WHAT IS REQUIRED
Write out every line below that contains "traits".
==== DATA SUPPLIED
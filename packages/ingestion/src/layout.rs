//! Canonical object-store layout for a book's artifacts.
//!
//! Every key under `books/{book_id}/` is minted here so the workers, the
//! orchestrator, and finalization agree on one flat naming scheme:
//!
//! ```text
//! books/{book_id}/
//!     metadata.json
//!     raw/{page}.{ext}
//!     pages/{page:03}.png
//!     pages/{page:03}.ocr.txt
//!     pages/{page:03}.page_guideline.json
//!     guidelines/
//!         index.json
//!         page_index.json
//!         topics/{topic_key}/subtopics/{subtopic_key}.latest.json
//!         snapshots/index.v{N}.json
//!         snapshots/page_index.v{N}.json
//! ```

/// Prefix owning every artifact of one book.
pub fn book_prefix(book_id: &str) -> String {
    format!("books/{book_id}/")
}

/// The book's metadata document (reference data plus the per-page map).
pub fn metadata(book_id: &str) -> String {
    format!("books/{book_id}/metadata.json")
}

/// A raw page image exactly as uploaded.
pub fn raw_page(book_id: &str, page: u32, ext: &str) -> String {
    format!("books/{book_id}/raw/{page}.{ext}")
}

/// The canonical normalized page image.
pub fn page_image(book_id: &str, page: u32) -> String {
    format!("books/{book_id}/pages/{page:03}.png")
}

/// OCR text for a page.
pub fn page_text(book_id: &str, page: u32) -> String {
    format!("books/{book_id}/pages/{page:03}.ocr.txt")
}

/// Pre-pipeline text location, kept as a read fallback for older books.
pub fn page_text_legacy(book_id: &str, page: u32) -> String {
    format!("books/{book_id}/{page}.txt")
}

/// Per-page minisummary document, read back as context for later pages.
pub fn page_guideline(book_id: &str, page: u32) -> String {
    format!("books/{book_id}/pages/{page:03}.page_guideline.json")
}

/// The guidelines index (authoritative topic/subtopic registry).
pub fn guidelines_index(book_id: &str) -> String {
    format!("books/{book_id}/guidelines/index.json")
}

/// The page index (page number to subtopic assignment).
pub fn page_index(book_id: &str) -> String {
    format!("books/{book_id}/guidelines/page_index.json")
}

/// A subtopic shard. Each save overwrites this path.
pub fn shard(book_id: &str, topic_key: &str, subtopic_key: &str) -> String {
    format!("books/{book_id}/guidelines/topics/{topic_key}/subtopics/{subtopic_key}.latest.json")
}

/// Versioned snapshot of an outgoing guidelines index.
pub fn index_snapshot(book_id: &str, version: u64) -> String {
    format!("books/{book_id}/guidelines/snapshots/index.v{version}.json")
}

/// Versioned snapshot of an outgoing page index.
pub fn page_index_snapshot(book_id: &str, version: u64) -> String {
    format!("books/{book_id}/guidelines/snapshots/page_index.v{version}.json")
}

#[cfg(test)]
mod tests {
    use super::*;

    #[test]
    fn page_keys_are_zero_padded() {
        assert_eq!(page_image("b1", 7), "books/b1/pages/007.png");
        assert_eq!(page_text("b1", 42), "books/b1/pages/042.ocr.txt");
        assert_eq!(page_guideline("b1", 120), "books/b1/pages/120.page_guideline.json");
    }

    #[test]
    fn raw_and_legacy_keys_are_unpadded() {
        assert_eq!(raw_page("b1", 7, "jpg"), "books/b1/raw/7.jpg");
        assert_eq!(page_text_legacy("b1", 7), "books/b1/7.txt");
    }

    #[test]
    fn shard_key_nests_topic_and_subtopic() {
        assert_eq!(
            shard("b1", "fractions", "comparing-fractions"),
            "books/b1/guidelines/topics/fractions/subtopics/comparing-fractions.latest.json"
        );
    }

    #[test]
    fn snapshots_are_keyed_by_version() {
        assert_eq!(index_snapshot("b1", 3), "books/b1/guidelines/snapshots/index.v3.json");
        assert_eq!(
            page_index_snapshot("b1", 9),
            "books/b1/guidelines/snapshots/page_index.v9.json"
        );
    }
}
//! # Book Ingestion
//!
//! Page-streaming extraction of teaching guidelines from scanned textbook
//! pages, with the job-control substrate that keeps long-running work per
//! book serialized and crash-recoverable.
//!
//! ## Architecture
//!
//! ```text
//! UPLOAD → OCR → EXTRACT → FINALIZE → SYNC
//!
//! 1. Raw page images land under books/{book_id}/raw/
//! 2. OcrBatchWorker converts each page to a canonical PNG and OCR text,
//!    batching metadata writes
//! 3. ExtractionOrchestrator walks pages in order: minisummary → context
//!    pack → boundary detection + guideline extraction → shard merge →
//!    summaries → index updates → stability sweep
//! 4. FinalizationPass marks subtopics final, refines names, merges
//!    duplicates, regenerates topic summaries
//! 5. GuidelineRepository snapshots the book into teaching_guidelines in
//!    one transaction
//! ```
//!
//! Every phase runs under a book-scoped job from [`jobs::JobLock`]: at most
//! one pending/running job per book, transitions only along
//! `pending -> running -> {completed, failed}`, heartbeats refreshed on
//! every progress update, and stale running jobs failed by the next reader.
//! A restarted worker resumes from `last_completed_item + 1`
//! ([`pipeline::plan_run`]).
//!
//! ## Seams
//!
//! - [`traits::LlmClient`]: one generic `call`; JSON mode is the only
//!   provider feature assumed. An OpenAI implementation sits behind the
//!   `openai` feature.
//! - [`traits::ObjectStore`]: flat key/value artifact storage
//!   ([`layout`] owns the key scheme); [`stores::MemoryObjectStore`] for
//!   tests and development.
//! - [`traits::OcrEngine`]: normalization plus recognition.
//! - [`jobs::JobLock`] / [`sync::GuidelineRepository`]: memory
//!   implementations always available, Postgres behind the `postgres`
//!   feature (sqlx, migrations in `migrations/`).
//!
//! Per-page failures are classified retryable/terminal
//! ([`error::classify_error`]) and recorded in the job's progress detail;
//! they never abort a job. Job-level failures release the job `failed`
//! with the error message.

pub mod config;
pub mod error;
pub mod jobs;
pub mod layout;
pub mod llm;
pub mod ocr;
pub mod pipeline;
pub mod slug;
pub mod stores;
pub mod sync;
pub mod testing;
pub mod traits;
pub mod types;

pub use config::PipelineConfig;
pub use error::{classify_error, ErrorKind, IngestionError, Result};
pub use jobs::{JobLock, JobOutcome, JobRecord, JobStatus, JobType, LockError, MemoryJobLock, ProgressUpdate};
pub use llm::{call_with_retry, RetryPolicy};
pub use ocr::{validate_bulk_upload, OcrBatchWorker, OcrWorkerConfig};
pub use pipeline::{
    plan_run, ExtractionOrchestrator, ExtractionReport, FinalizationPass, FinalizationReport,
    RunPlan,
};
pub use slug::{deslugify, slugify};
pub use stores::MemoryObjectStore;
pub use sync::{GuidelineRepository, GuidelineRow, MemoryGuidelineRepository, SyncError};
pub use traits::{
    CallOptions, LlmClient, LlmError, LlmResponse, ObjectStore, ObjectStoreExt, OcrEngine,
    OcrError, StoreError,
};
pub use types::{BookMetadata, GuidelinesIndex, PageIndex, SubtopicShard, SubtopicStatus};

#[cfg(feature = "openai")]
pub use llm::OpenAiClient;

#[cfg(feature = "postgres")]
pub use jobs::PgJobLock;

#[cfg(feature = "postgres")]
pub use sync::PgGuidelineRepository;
========
==== DATA SUPPLIED
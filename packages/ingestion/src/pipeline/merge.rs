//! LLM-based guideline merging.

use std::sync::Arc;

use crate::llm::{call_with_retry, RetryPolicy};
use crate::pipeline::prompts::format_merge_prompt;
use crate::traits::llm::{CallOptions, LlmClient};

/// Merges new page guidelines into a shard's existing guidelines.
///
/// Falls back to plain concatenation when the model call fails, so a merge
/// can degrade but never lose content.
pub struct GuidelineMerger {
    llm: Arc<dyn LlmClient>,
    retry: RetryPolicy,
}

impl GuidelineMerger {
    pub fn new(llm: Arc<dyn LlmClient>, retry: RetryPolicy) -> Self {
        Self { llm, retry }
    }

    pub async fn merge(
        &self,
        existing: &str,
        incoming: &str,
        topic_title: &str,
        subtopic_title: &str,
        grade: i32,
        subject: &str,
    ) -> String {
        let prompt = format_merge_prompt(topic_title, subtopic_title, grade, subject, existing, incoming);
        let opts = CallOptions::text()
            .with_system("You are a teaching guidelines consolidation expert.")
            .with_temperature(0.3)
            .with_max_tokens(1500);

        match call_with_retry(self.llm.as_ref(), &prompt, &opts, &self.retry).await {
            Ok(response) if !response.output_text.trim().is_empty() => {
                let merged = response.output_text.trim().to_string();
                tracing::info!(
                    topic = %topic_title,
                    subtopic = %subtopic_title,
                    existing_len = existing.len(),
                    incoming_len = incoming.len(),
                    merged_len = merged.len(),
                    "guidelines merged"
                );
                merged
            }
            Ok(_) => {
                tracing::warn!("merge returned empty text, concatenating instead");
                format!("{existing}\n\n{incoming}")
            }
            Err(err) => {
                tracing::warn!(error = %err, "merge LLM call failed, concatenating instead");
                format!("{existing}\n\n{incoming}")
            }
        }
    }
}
========
RESPONSE TO THE TASK
//! - [`traits::LlmClient`]: one generic `call`; JSON mode is the only
//! - [`traits::ObjectStore`]: flat key/value artifact storage
//! - [`traits::OcrEngine`]: normalization plus recognition.
pub mod traits;
pub use traits::{
use crate::traits::llm::{CallOptions, LlmClient};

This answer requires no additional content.